Reubi J C, Laissue J, Krenning E, Lamberts S W
Sandoz Research Institute Berne Ltd., Switzerland.
J Steroid Biochem Mol Biol. 1992 Sep;43(1-3):27-35. doi: 10.1016/0960-0760(92)90184-k.
Somatostatin receptors (SS-R) have been identified in membrane homogenates or tissue sections from several hundred tumors. SS-R were found in most neuroendocrine tumors, i.e. GH and TSH producing pituitary tumors, endocrine gastroenteropancreatic (GEP) tumors, paragangliomas, pheochromocytomas, medullary thyroid carcinomas (MTC) and small cell lung carcinomas. SS-R were also expressed in a majority of malignant lymphomas, in several brain tumors (all meningiomas, most astrocytomas) and in breast tumors. The majority of tumors expressing SS-R are rather differentiated (i.e. astrocytomas vs glioblastomas), but exceptions exist (high grade malignant lymphomas). An inverse relationship exists between SS-R and receptors for epidermal growth factor (EGF-R) incidence in lung tumors, glial tumors and most breast tumors, whereas meningiomas express simultaneously both receptors. A minority of tumors (ovarian tumors, MTC, insulinomas) express a subtype of SS-R, characterized by low affinity for the octapeptide SS analog octreotide. The function mediated by SS-R in human tumors may differ according to the tumor type. SS-R in pituitary and GEP tumor mediate hormone secretion inhibition with, in addition, possibly some antiproliferative effects. In meningiomas, however, activation of SS-R inhibits forskolin-stimulated adenylate cyclase activity, and weakly stimulates proliferation. Whereas SS-R seem to mediate antiproliferative effects in animal models and cell lines of lymphomas, breast and lung tumors, such an effect has not yet been convincingly documented in human primary tumors. The clinical implications of the presence of SS-R in tumors are manyfold: (1) as a predictive marker for efficient therapy with octreotide in pituitary and GEP tumors; (2) as a diagnostic marker: for pathobiochemical classification of tumors, using in vitro detection methods; for clinical evaluation using in vivo scanning techniques; (3) as a prognostic marker; and (4) as a potential radiotherapeutic target.

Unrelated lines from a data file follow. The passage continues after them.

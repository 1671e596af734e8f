//! exec-persistence
//!
//! Implementación durable de `ExecutionHistoryStore` sobre el filesystem,
//! más utilidades de configuración.
//!
//! Módulos:
//! - `file`: un archivo JSON por identidad, reemplazo atómico vía rename.
//! - `config`: carga de configuración desde .env / entorno.
//! - `error`: errores de persistencia y su mapeo a `HistoryError`.

pub mod config;
pub mod error;
pub mod file;

pub use config::{init_dotenv, HistoryConfig, RetryPolicy};
pub use error::PersistenceError;
pub use file::{FileHistoryStore, StoredRecord};
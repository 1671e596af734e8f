//! Contrato del store de historial de ejecución y handle `History`.

mod state;
mod store;

pub use state::{AfterPreviousExecutionState, BeforeExecutionState, OriginMetadata};
pub use store::{ExecutionHistoryStore, History, InMemoryHistoryStore};
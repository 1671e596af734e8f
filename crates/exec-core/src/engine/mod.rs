//! Engine module for the incremental execution pipeline
//!
//! Provides the `ExecutionPipeline` driver that wires the standard steps in
//! their fixed order.

pub mod core;

pub use self::core::ExecutionPipeline;

pub use crate::history::{ExecutionHistoryStore, History, InMemoryHistoryStore};
pub use crate::step::{ExecutionResult, Outcome};
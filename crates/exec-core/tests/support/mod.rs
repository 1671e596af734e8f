//! Unidades de trabajo y stores de prueba compartidos por los tests de
//! integración.
#![allow(dead_code)]

use std::collections::BTreeMap;
use std::fs;
use std::path::PathBuf;
use std::sync::atomic::{AtomicBool, AtomicUsize, Ordering};
use std::sync::{Arc, Mutex};

use exec_core::history::{AfterPreviousExecutionState, ExecutionHistoryStore, History, InMemoryHistoryStore};
use exec_core::{HistoryError, UnitOfWork, WorkError, WorkOutput, WorkRequest};
use serde_json::{json, Value};

/// Escribe `<version>:<contenido de source>` en `output`.
pub struct FileWork {
    pub path: String,
    pub version: Mutex<String>,
    pub source: Option<PathBuf>,
    pub output: PathBuf,
    pub history: bool,
    pub fail: AtomicBool,
    pub partial_results_cacheable: bool,
    pub runs: AtomicUsize,
}

impl FileWork {
    pub fn new(path: &str, output: PathBuf) -> Self {
        Self { path: path.to_string(),
               version: Mutex::new("1.0".to_string()),
               source: None,
               output,
               history: true,
               fail: AtomicBool::new(false),
               partial_results_cacheable: false,
               runs: AtomicUsize::new(0) }
    }

    pub fn with_source(mut self, source: PathBuf) -> Self {
        self.source = Some(source);
        self
    }

    pub fn without_history(mut self) -> Self {
        self.history = false;
        self
    }

    pub fn with_cacheable_failures(mut self) -> Self {
        self.partial_results_cacheable = true;
        self
    }

    pub fn set_version(&self, version: &str) {
        *self.version.lock().unwrap() = version.to_string();
    }

    pub fn set_failing(&self, fail: bool) {
        self.fail.store(fail, Ordering::SeqCst);
    }

    pub fn runs(&self) -> usize {
        self.runs.load(Ordering::SeqCst)
    }
}

impl UnitOfWork for FileWork {
    fn work_type(&self) -> &str {
        "file-work"
    }

    fn display_name(&self) -> &str {
        &self.path
    }

    fn identity_characteristics(&self) -> Value {
        json!({ "path": self.path })
    }

    fn tracks_history(&self) -> bool {
        self.history
    }

    fn input_properties(&self) -> BTreeMap<String, Value> {
        BTreeMap::from([("version".to_string(), json!(*self.version.lock().unwrap()))])
    }

    fn input_files(&self) -> BTreeMap<String, Vec<PathBuf>> {
        self.source.iter().map(|s| ("source".to_string(), vec![s.clone()])).collect()
    }

    fn output_files(&self) -> BTreeMap<String, Vec<PathBuf>> {
        BTreeMap::from([("output".to_string(), vec![self.output.clone()])])
    }

    fn partial_results_cacheable(&self) -> bool {
        self.partial_results_cacheable
    }

    fn execute(&self, _request: &WorkRequest<'_>) -> Result<WorkOutput, WorkError> {
        self.runs.fetch_add(1, Ordering::SeqCst);
        if self.fail.load(Ordering::SeqCst) {
            fs::write(&self.output, "partial").map_err(|e| WorkError::new(e.to_string()))?;
            return Err(WorkError::new("boom"));
        }
        let content = match &self.source {
            Some(source) => fs::read_to_string(source).map_err(|e| WorkError::new(e.to_string()))?,
            None => String::new(),
        };
        let version = self.version.lock().unwrap().clone();
        fs::write(&self.output, format!("{version}:{content}")).map_err(|e| WorkError::new(e.to_string()))?;
        Ok(WorkOutput::DidWork)
    }
}

/// Store en memoria que cuenta escrituras y puede simular fallos.
#[derive(Default)]
pub struct RecordingStore {
    pub inner: InMemoryHistoryStore,
    pub stores: AtomicUsize,
    pub fail_reads: AtomicBool,
    pub fail_writes: AtomicBool,
}

impl RecordingStore {
    pub fn new() -> Arc<Self> {
        Arc::new(Self::default())
    }

    pub fn stores(&self) -> usize {
        self.stores.load(Ordering::SeqCst)
    }
}

impl ExecutionHistoryStore for RecordingStore {
    fn load(&self, unique_id: &str) -> Result<Option<AfterPreviousExecutionState>, HistoryError> {
        if self.fail_reads.load(Ordering::SeqCst) {
            return Err(HistoryError::Unavailable("simulated read failure".into()));
        }
        self.inner.load(unique_id)
    }

    fn store(&self, unique_id: &str, state: &AfterPreviousExecutionState) -> Result<(), HistoryError> {
        self.stores.fetch_add(1, Ordering::SeqCst);
        if self.fail_writes.load(Ordering::SeqCst) {
            return Err(HistoryError::Unavailable("simulated write failure".into()));
        }
        self.inner.store(unique_id, state)
    }

    fn remove(&self, unique_id: &str) -> Result<(), HistoryError> {
        self.inner.remove(unique_id)
    }
}

pub fn history_of(store: &Arc<RecordingStore>) -> History {
    History::from_arc(store.clone())
}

在数百种肿瘤的膜匀浆或组织切片中已鉴定出生长抑素受体(SS-R)。在大多数神经内分泌肿瘤中发现了SS-R,即产生生长激素(GH)和促甲状腺激素(TSH)的垂体肿瘤、内分泌胃肠胰腺(GEP)肿瘤、副神经节瘤、嗜铬细胞瘤、甲状腺髓样癌(MTC)和小细胞肺癌。在大多数恶性淋巴瘤、几种脑肿瘤(所有脑膜瘤、大多数星形细胞瘤)和乳腺肿瘤中也表达了SS-R。大多数表达SS-R的肿瘤分化程度较高(如星形细胞瘤与胶质母细胞瘤),但也有例外(高级别恶性淋巴瘤)。在肺肿瘤、神经胶质瘤和大多数乳腺肿瘤中,SS-R与表皮生长因子受体(EGF-R)的发生率呈负相关,而脑膜瘤同时表达这两种受体。少数肿瘤(卵巢肿瘤、MTC、胰岛素瘤)表达一种SS-R亚型,其对八肽SS类似物奥曲肽的亲和力较低。SS-R在人类肿瘤中介导的功能可能因肿瘤类型而异。垂体和GEP肿瘤中的SS-R介导激素分泌抑制,此外,可能还有一些抗增殖作用。然而,在脑膜瘤中,SS-R的激活会抑制福斯高林刺激的腺苷酸环化酶活性,并微弱地刺激增殖。虽然在淋巴瘤、乳腺和肺肿瘤的动物模型和细胞系中,SS-R似乎介导抗增殖作用,但在人类原发性肿瘤中尚未得到令人信服的证实。肿瘤中存在SS-R的临床意义是多方面的:(1)作为垂体和GEP肿瘤使用奥曲肽进行有效治疗的预测标志物;(2)作为诊断标志物:用于使用体外检测方法对肿瘤进行病理生化分类;用于使用体内扫描技术进行临床评估;(3)作为预后标志物;以及(4)作为潜在的放射治疗靶点。